» **INSTRUCTIONS TO FOLLOW**: Would you restate word for word the lines of the listing, beginning at the first and ending with the line that holds "use std::sync::Arc;"?
# # # # #
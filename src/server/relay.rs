//! UDP media relay
//!
//! A single receive loop classifies each datagram by payload-length
//! validation and fans it out inline to the sender's meeting mates, video
//! datagrams to video endpoints and audio to audio endpoints. Datagrams are
//! never queued; a failed send drops the datagram for that recipient only.

use super::registry::{ClientId, MeetingRegistry, RelayEndpoint};
use crate::protocol::headers::{classify, MediaKind};
use log::{debug, warn};
use std::net::SocketAddr;
use std::sync::Arc;
use tokio::net::UdpSocket;

/// Source ports within this distance of a registered receive port are
/// assumed to belong to the same client when several clients share an IP.
const PORT_PROXIMITY: u16 = 10;

/// Receive and reflect datagrams forever.
pub async fn run_relay(socket: UdpSocket, registry: Arc<MeetingRegistry>) {
    let mut buf = vec![0u8; 65536];
    let mut relayed: u64 = 0;
    let mut dropped: u64 = 0;

    loop {
        let (len, src) = match socket.recv_from(&mut buf).await {
            Ok(v) => v,
            Err(e) => {
                warn!("relay recv failed: {}", e);
                continue;
            }
        };
        let data = &buf[..len];

        let Some(kind) = classify(data) else {
            dropped += 1;
            if dropped % 100 == 1 {
                debug!("dropped {} unclassifiable datagrams (last from {})", dropped, src);
            }
            continue;
        };

        let snapshot = registry.relay_snapshot();
        let sender = identify_sender(&snapshot, src);
        let targets = fan_out_targets(&snapshot, kind, sender, src);

        for addr in targets {
            if let Err(e) = socket.send_to(data, addr).await {
                debug!("relay send to {} failed: {}", addr, e);
            }
        }

        relayed += 1;
        if relayed % 500 == 0 {
            debug!("relayed {} datagrams, dropped {}", relayed, dropped);
        }
    }
}

/// Match the datagram source against registered endpoints.
///
/// Send sockets are ephemeral, so an exact port match is rare; the fallback
/// is the source IP, disambiguated by port proximity when several clients
/// share the IP. On a shared host identification can still fail; the caller
/// then falls back to a wider fan-out.
pub(crate) fn identify_sender(
    snapshot: &[RelayEndpoint],
    src: SocketAddr,
) -> Option<ClientId> {
    // Exact registered-endpoint match wins outright.
    for endpoint in snapshot {
        if endpoint.video == Some(src) || endpoint.audio == Some(src) {
            return Some(endpoint.id);
        }
    }

    let same_ip: Vec<&RelayEndpoint> = snapshot
        .iter()
        .filter(|e| {
            e.video.map(|a| a.ip()) == Some(src.ip()) || e.audio.map(|a| a.ip()) == Some(src.ip())
        })
        .collect();
    match same_ip.as_slice() {
        [] => None,
        [only] => Some(only.id),
        many => many
            .iter()
            .filter_map(|e| {
                [e.video, e.audio]
                    .into_iter()
                    .flatten()
                    .map(|a| a.port().abs_diff(src.port()))
                    .min()
                    .filter(|d| *d < PORT_PROXIMITY)
                    .map(|d| (d, e.id))
            })
            .min_by_key(|(d, _)| *d)
            .map(|(_, id)| id),
    }
}

/// Compute the destination endpoints for one datagram.
///
/// With an identified sender, the fan-out is the sender's meeting minus the
/// sender. Without one (ambiguous shared-IP source), fall back to every
/// meeting a same-IP client belongs to, excluding only an exact
/// source-address match. NULL (unregistered) endpoints are never targeted.
pub(crate) fn fan_out_targets(
    snapshot: &[RelayEndpoint],
    kind: MediaKind,
    sender: Option<ClientId>,
    src: SocketAddr,
) -> Vec<SocketAddr> {
    let endpoint_of = |e: &RelayEndpoint| match kind {
        MediaKind::Video => e.video,
        MediaKind::Audio => e.audio,
    };

    match sender {
        Some(sender_id) => {
            let Some(meeting) = snapshot
                .iter()
                .find(|e| e.id == sender_id)
                .map(|e| e.meeting.clone())
            else {
                return Vec::new();
            };
            snapshot
                .iter()
                .filter(|e| e.meeting == meeting && e.id != sender_id)
                .filter_map(endpoint_of)
                .collect()
        }
        None => {
            let candidate_meetings: Vec<&str> = snapshot
                .iter()
                .filter(|e| {
                    e.video.map(|a| a.ip()) == Some(src.ip())
                        || e.audio.map(|a| a.ip()) == Some(src.ip())
                })
                .map(|e| e.meeting.as_str())
                .collect();
            snapshot
                .iter()
                .filter(|e| candidate_meetings.contains(&e.meeting.as_str()))
                .filter_map(endpoint_of)
                .filter(|addr| *addr != src)
                .collect()
        }
    }
}

#[cfg(test)]
mod tests {
    use super::*;
    use std::net::{IpAddr, Ipv4Addr};

    fn addr(ip: [u8; 4], port: u16) -> SocketAddr {
        SocketAddr::new(IpAddr::V4(Ipv4Addr::from(ip)), port)
    }

    fn endpoint(id: u64, meeting: &str, ip: [u8; 4], video: u16, audio: u16) -> RelayEndpoint {
        RelayEndpoint {
            id: ClientId(id),
            meeting: meeting.to_string(),
            video: Some(addr(ip, video)),
            audio: Some(addr(ip, audio)),
        }
    }

    #[test]
    fn identifies_by_unique_ip() {
        let snapshot = vec![
            endpoint(1, "111111", [10, 0, 0, 1], 40000, 40001),
            endpoint(2, "111111", [10, 0, 0, 2], 41000, 41001),
        ];
        // Ephemeral source port, nothing like the registered ones
        assert_eq!(
            identify_sender(&snapshot, addr([10, 0, 0, 1], 55123)),
            Some(ClientId(1))
        );
        assert_eq!(
            identify_sender(&snapshot, addr([10, 0, 0, 2], 50999)),
            Some(ClientId(2))
        );
    }

    #[test]
    fn exact_endpoint_match_wins() {
        let snapshot = vec![
            endpoint(1, "111111", [127, 0, 0, 1], 40000, 40001),
            endpoint(2, "111111", [127, 0, 0, 1], 41000, 41001),
        ];
        assert_eq!(
            identify_sender(&snapshot, addr([127, 0, 0, 1], 41000)),
            Some(ClientId(2))
        );
    }

    #[test]
    fn shared_ip_uses_port_proximity() {
        let snapshot = vec![
            endpoint(1, "111111", [127, 0, 0, 1], 40000, 40001),
            endpoint(2, "111111", [127, 0, 0, 1], 41000, 41001),
        ];
        assert_eq!(
            identify_sender(&snapshot, addr([127, 0, 0, 1], 40005)),
            Some(ClientId(1))
        );
        // Far from both clients' ports: ambiguous
        assert_eq!(identify_sender(&snapshot, addr([127, 0, 0, 1], 50000)), None);
    }

    #[test]
    fn unknown_ip_is_unidentified() {
        let snapshot = vec![endpoint(1, "111111", [10, 0, 0, 1], 40000, 40001)];
        assert_eq!(identify_sender(&snapshot, addr([192, 168, 1, 9], 5555)), None);
    }

    #[test]
    fn fan_out_excludes_sender_and_other_meetings() {
        let snapshot = vec![
            endpoint(1, "111111", [10, 0, 0, 1], 40000, 40001),
            endpoint(2, "111111", [10, 0, 0, 2], 41000, 41001),
            endpoint(3, "222222", [10, 0, 0, 3], 42000, 42001),
        ];
        let targets = fan_out_targets(
            &snapshot,
            MediaKind::Video,
            Some(ClientId(1)),
            addr([10, 0, 0, 1], 55123),
        );
        assert_eq!(targets, vec![addr([10, 0, 0, 2], 41000)]);
    }

    #[test]
    fn fan_out_uses_endpoint_kind() {
        let snapshot = vec![
            endpoint(1, "111111", [10, 0, 0, 1], 40000, 40001),
            endpoint(2, "111111", [10, 0, 0, 2], 41000, 41001),
        ];
        let targets = fan_out_targets(
            &snapshot,
            MediaKind::Audio,
            Some(ClientId(1)),
            addr([10, 0, 0, 1], 55123),
        );
        assert_eq!(targets, vec![addr([10, 0, 0, 2], 41001)]);
    }

    #[test]
    fn fan_out_skips_null_endpoints() {
        let snapshot = vec![
            endpoint(1, "111111", [10, 0, 0, 1], 40000, 40001),
            RelayEndpoint {
                id: ClientId(2),
                meeting: "111111".to_string(),
                video: None,
                audio: None,
            },
        ];
        let targets = fan_out_targets(
            &snapshot,
            MediaKind::Video,
            Some(ClientId(1)),
            addr([10, 0, 0, 1], 55123),
        );
        assert!(targets.is_empty());
    }

    #[test]
    fn ambiguous_sender_falls_back_to_candidate_meetings() {
        let snapshot = vec![
            endpoint(1, "111111", [127, 0, 0, 1], 40000, 40001),
            endpoint(2, "111111", [127, 0, 0, 1], 41000, 41001),
            endpoint(3, "222222", [10, 0, 0, 3], 42000, 42001),
        ];
        let targets = fan_out_targets(
            &snapshot,
            MediaKind::Video,
            None,
            addr([127, 0, 0, 1], 50000),
        );
        // Both loopback clients get the datagram, the unrelated meeting does not
        assert_eq!(
            targets,
            vec![addr([127, 0, 0, 1], 40000), addr([127, 0, 0, 1], 41000)]
        );
    }

    #[test]
    fn unregistered_source_reaches_no_one() {
        let snapshot = vec![endpoint(1, "111111", [10, 0, 0, 1], 40000, 40001)];
        let targets = fan_out_targets(
            &snapshot,
            MediaKind::Video,
            None,
            addr([192, 168, 1, 9], 5555),
        );
        assert!(targets.is_empty());
    }
}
# # # # #
» **SOLUTION FOR THIS EXERCISE**:
filename src/server/relay.rs
//! UDP media relay
//!
//! A single receive loop classifies each datagram by payload-length
//! validation and fans it out inline to the sender's meeting mates, video
//! datagrams to video endpoints and audio to audio endpoints. Datagrams are
//! never queued; a failed send drops the datagram for that recipient only.

use super::registry::{ClientId, MeetingRegistry, RelayEndpoint};
use crate::protocol::headers::{classify, MediaKind};
use log::{debug, warn};
use std::net::SocketAddr;
use std::sync::Arc;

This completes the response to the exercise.